2015 Hyundai Genesis Introduction

If the badge were missing, one might easily mistake the 2015 Hyundai Genesis for a European luxury sedan. All-new for the 2015 model year, the Genesis, already impressive in its previous incarnation, gets even better.

First introduced for the 2008 model year, the Hyundai Genesis sedan received much acclaim in the automotive press. It was refreshed for 2012 and is completely redesigned for 2015.

Size-wise, the 2015 Hyundai Genesis sedan grows in length by only 0.2 inches, but the interior is roomier thanks to a wheelbase that’s been stretched by nearly three inches, allowing for more room in the cabin and shortening overhangs for improved performance. It’s longer and wider than other midsize sedans, and is technically classified by the EPA as a large vehicle. That’s good news when it comes to space, but it also means more bulk.

Unlike most new versions of cars that boast lighter, more aerodynamic designs, the Genesis takes a different tack. It feels solid and substantive, and despite the use of some new lightweight materials, the Genesis manages to gain about 100 pounds. Hyundai argues the gain is, in part, to boost safety ratings, and despite the increase, the 2015 Genesis manages to improve fuel economy by 1 mpg.

Two engines are available on the 2015 Hyundai Genesis and carry over from the previous generation (pre-2015), but have been heavily revised for the 2015 models. The standard 3.8-liter V6 produces 311 horsepower and 293 pound-feet of torque and runs on Regular gasoline. It’s available in both rear-wheel-drive and all-wheel-drive variants. The 5.0-liter V8 makes 420 hp and 383 lb.-ft of torque with Premium fuel, or 407 hp and 372 lb-ft with Regular gas. Both engines are naturally aspirated.

All models use Hyundai’s 8-speed transmission with paddle shifters (Shiftronic), which uses fuel-saving measures like skip-shift technology help to reduce emissions.

We found the V6 perfectly capable, and the best choice for most drivers. Available all-wheel drive makes the Genesis even more appealing for those in snowy climes. The V8 is silky and satisfying for those looking for even more power.

Fuel economy for the 2015 Hyundai Genesis is 18/29 mpg for the 3.8-liter RWD model and 16/25 mpg City/Highway for the 3.8-liter AWD model. With the 5.0-liter V8, fuel economy understandably suffers, with 15/23 mpg City/Highway.

In the cabin, materials are of good quality, and the layout is attractive and intuitive. Standard leather upholstery on the base model is nice, but not buttery-soft like one might find in more expensive luxury cars; we prefer the upgraded leather that comes on the 5.0. Rear passengers have adequate headroom, though rear legroom falls short compared to some.

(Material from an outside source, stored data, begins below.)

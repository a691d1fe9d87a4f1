// Copyright (c) 2025 Kirky.X
//
// Licensed under the MIT License
// See LICENSE file in the project root for full license information.

use crate::domain::errors::DomainError;
use crate::domain::services::auth_service::{GoogleIdentity, IdTokenVerifier};
use async_trait::async_trait;
use serde::Deserialize;
use serde_json::Value;
use std::time::Duration;
use tracing::{debug, warn};

/// tokeninfo 端点的响应
#[derive(Debug, Deserialize)]
struct TokenInfo {
    aud: String,
    email: String,
    /// Google 以字符串 "true" 返回，这里同时接受布尔值
    #[serde(default)]
    email_verified: Value,
    name: Option<String>,
    picture: Option<String>,
}

impl TokenInfo {
    fn is_email_verified(&self) -> bool {
        match &self.email_verified {
            Value::Bool(b) => *b,
            Value::String(s) => s.eq_ignore_ascii_case("true"),
            _ => false,
        }
    }
}

/// 通过 Google tokeninfo 端点校验 ID 令牌
pub struct GoogleTokenVerifier {
    client: reqwest::Client,
    tokeninfo_url: String,
}

impl GoogleTokenVerifier {
    pub fn new(tokeninfo_url: impl Into<String>) -> Self {
        let client = reqwest::Client::builder()
            .timeout(Duration::from_secs(10))
            .build()
            .unwrap_or_default();

        Self {
            client,
            tokeninfo_url: tokeninfo_url.into(),
        }
    }
}

#[async_trait]
impl IdTokenVerifier for GoogleTokenVerifier {
    async fn verify(&self, id_token: &str) -> Result<GoogleIdentity, DomainError> {
        let response = self
            .client
            .get(&self.tokeninfo_url)
            .query(&[("id_token", id_token)])
            .send()
            .await
            .map_err(|e| DomainError::Upstream(format!("tokeninfo request failed: {}", e)))?;

        let status = response.status();
        if status.is_client_error() {
            debug!("tokeninfo rejected token with status {}", status);
            return Err(DomainError::Unauthorized("invalid Google ID token".to_string()));
        }
        if !status.is_success() {
            warn!("tokeninfo returned unexpected status {}", status);
            return Err(DomainError::Upstream(format!("tokeninfo returned {}", status)));
        }

        let info: TokenInfo = response
            .json()
            .await
            .map_err(|e| DomainError::Upstream(format!("invalid tokeninfo response: {}", e)))?;

        Ok(GoogleIdentity {
            email_verified: info.is_email_verified(),
            email: info.email,
            audience: info.aud,
            name: info.name,
            picture: info.picture,
        })
    }
}
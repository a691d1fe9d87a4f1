// Copyright (c) 2025 Kirky.X
//
// Licensed under the MIT License
// See LICENSE file in the project root for full license information.

use chrono::{DateTime, Utc};
use serde::{Deserialize, Serialize};
use std::fmt;
use std::str::FromStr;

/// 比赛事件
///
/// 换人事件中 `player_id` 为下场球员，`secondary_player_id` 为上场球员；
/// 进球事件中 `secondary_player_id` 为助攻球员
#[derive(Debug, Clone, PartialEq, Serialize, Deserialize)]
pub struct MatchEvent {
    pub id: String,
    pub match_id: String,
    pub event_type: EventType,
    pub timestamp: DateTime<Utc>,
    /// 比赛分钟数（0..=130）
    pub minute_of_match: i32,
    pub player_id: Option<String>,
    pub secondary_player_id: Option<String>,
    pub team_id: Option<String>,
    pub description: Option<String>,
}

/// 比赛分钟数上限，含加时与补时
pub const MAX_MINUTE_OF_MATCH: i32 = 130;

/// 事件类型枚举
#[derive(Debug, Clone, Copy, PartialEq, Eq, Hash, Serialize, Deserialize)]
#[serde(rename_all = "snake_case")]
pub enum EventType {
    Goal,
    OwnGoal,
    YellowCard,
    RedCard,
    Substitution,
    PenaltyScored,
    PenaltyMissed,
    GameStart,
    GameEnd,
    HalfTimeStart,
    HalfTimeEnd,
}

impl EventType {
    /// 是否计入球员进球数
    pub fn counts_as_goal(&self) -> bool {
        matches!(self, EventType::Goal | EventType::PenaltyScored)
    }

    pub fn is_card(&self) -> bool {
        matches!(self, EventType::YellowCard | EventType::RedCard)
    }
}

impl fmt::Display for EventType {
    fn fmt(&self, f: &mut fmt::Formatter) -> fmt::Result {
        let s = match self {
            EventType::Goal => "goal",
            EventType::OwnGoal => "own_goal",
            EventType::YellowCard => "yellow_card",
            EventType::RedCard => "red_card",
            EventType::Substitution => "substitution",
            EventType::PenaltyScored => "penalty_scored",
            EventType::PenaltyMissed => "penalty_missed",
            EventType::GameStart => "game_start",
            EventType::GameEnd => "game_end",
            EventType::HalfTimeStart => "half_time_start",
            EventType::HalfTimeEnd => "half_time_end",
        };
        f.write_str(s)
    }
}

impl FromStr for EventType {
    type Err = ();

    fn from_str(s: &str) -> Result<Self, Self::Err> {
        match s {
            "goal" => Ok(EventType::Goal),
            "own_goal" => Ok(EventType::OwnGoal),
            "yellow_card" => Ok(EventType::YellowCard),
            "red_card" => Ok(EventType::RedCard),
            "substitution" => Ok(EventType::Substitution),
            "penalty_scored" => Ok(EventType::PenaltyScored),
            "penalty_missed" => Ok(EventType::PenaltyMissed),
            "game_start" => Ok(EventType::GameStart),
            "game_end" => Ok(EventType::GameEnd),
            "half_time_start" => Ok(EventType::HalfTimeStart),
            "half_time_end" => Ok(EventType::HalfTimeEnd),
            _ => Err(()),
        }
    }
}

Cargo space is plentiful at 15.3 cubic feet.

Infotainment controls are modeled after those of German cars. A knob on the center console, similar to those found on Audi, BMW and Mercedes-Benz controls navigation, audio, phone and settings. And unlike those German cars, the standard 9.2-inch LCD display is a touch-screen that allows you to access some features directly by pushing one button, instead of going into an endless series of menus.

Hyundai says it is aiming squarely at German midsize sedans, but although the 2015 Hyundai Genesis offers far more features for the money, those looking for brand cachet still might have a hard time being convinced. We think the Genesis boasts superior driving dynamics to those of the Lexus GS or ES, and the Hyundai comes with more standard features. The new Cadillac CTS offers similar value, but its race-bred powertrain and chassis offer a much more engaging ride, and the available V6 engines are more powerful. Though the Genesis is thousands of dollars less than the BMW 5 Series, the Genesis really can’t touch the BMW in terms of dialed-in performance. As for the Mercedes-Benz E-Class, the Genesis comes close with ride and handling and offers many more standard features, but may never achieve the status afforded by the three-pointed star.